▶ How to complete this task:
All lines of the entries with "type" in them must be listed.

Records from a data collection

=== Begin Enclosure ===

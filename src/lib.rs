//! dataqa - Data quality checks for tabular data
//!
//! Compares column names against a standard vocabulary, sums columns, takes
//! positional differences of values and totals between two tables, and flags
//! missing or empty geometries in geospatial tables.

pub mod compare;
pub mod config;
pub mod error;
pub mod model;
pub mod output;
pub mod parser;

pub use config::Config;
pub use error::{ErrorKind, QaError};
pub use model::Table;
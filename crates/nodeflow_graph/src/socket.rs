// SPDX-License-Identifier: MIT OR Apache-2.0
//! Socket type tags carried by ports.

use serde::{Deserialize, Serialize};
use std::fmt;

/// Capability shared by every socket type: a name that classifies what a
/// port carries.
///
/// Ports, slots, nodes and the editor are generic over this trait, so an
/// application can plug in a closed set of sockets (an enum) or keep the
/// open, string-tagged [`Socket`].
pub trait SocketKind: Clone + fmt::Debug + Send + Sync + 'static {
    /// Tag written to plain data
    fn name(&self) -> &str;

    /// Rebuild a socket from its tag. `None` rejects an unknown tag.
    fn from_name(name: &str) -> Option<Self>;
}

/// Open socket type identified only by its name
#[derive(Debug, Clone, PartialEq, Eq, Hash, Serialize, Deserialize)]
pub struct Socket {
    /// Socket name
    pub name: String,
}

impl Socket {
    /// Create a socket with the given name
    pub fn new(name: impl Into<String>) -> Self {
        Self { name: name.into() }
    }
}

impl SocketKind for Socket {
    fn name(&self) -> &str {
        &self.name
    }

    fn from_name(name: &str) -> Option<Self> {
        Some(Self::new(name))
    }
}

=== End Enclosure ===
=== Begin Enclosure ===

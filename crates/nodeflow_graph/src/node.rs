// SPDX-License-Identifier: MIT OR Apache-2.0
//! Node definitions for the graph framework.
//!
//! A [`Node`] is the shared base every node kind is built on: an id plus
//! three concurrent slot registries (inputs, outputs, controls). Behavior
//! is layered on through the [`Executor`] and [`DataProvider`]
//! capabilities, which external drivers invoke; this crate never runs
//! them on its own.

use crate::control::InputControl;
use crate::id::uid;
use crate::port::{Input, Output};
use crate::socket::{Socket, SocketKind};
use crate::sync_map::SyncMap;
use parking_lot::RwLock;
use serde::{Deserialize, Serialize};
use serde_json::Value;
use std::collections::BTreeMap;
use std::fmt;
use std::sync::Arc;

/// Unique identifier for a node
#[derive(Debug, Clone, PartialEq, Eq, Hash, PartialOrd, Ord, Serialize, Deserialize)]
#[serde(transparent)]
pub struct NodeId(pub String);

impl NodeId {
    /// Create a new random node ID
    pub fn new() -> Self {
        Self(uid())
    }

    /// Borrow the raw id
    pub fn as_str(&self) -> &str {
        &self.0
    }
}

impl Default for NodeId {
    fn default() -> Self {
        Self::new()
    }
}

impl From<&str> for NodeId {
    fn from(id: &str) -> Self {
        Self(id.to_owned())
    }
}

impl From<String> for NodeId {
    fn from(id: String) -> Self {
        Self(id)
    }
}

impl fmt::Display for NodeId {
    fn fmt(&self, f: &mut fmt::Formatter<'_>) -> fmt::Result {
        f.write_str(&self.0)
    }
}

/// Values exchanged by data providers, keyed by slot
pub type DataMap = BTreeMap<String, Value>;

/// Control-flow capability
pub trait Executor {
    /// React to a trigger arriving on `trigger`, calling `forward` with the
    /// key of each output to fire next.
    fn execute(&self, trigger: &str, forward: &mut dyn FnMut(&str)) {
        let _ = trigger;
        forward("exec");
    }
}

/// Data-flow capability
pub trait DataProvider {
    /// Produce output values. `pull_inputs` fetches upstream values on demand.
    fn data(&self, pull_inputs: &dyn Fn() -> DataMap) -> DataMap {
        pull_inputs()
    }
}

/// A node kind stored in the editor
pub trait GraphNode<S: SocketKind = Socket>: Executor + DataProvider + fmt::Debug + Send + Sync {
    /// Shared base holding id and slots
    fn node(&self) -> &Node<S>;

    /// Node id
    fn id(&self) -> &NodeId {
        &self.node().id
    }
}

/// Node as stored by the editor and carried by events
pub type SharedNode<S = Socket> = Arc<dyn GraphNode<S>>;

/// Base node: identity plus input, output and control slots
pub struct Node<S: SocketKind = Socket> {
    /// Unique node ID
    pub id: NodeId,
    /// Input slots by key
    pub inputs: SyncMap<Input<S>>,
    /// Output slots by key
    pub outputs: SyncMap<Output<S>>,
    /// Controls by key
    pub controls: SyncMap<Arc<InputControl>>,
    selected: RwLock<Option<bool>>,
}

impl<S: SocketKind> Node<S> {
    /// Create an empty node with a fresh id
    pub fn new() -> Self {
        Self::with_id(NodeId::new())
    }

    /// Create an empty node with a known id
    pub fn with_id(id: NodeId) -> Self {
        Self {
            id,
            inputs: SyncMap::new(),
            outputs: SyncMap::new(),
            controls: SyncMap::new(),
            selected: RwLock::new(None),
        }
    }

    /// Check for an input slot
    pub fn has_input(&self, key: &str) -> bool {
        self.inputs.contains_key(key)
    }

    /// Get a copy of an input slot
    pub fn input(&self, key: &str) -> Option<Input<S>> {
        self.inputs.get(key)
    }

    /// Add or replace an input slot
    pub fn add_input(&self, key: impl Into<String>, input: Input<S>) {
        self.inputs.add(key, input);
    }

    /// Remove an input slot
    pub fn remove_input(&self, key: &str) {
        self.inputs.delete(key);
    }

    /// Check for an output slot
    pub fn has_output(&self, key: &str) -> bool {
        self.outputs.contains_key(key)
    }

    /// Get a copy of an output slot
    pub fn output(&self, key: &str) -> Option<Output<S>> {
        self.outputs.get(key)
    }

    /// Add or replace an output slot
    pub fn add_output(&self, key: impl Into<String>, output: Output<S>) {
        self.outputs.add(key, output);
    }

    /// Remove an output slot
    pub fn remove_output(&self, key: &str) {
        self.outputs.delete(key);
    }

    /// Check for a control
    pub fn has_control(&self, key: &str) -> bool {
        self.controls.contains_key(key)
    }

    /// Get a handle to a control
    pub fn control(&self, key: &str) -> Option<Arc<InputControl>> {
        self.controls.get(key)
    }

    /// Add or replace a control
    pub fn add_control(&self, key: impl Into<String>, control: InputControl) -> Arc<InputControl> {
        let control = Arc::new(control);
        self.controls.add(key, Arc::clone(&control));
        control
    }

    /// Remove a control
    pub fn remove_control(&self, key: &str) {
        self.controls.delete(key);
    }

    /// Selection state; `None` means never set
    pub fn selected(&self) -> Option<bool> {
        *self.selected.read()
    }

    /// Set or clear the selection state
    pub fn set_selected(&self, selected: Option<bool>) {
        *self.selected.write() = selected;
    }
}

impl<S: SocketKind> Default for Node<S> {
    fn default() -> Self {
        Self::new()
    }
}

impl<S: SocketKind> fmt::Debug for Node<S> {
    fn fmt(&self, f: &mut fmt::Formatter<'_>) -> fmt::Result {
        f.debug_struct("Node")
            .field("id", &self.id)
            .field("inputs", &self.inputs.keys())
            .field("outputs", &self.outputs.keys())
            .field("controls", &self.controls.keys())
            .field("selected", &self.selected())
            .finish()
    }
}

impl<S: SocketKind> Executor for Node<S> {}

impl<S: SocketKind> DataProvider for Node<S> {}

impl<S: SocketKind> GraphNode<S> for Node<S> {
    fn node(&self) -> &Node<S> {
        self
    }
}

=== End Enclosure ===

▶ Solution to this problem:
//! Socket type tags carried by ports.
/// Capability shared by every socket type: a name that classifies what a
/// Open socket type identified only by its name
pub type DataMap = BTreeMap<String, Value>;
pub type SharedNode<S = Socket> = Arc<dyn GraphNode<S>>;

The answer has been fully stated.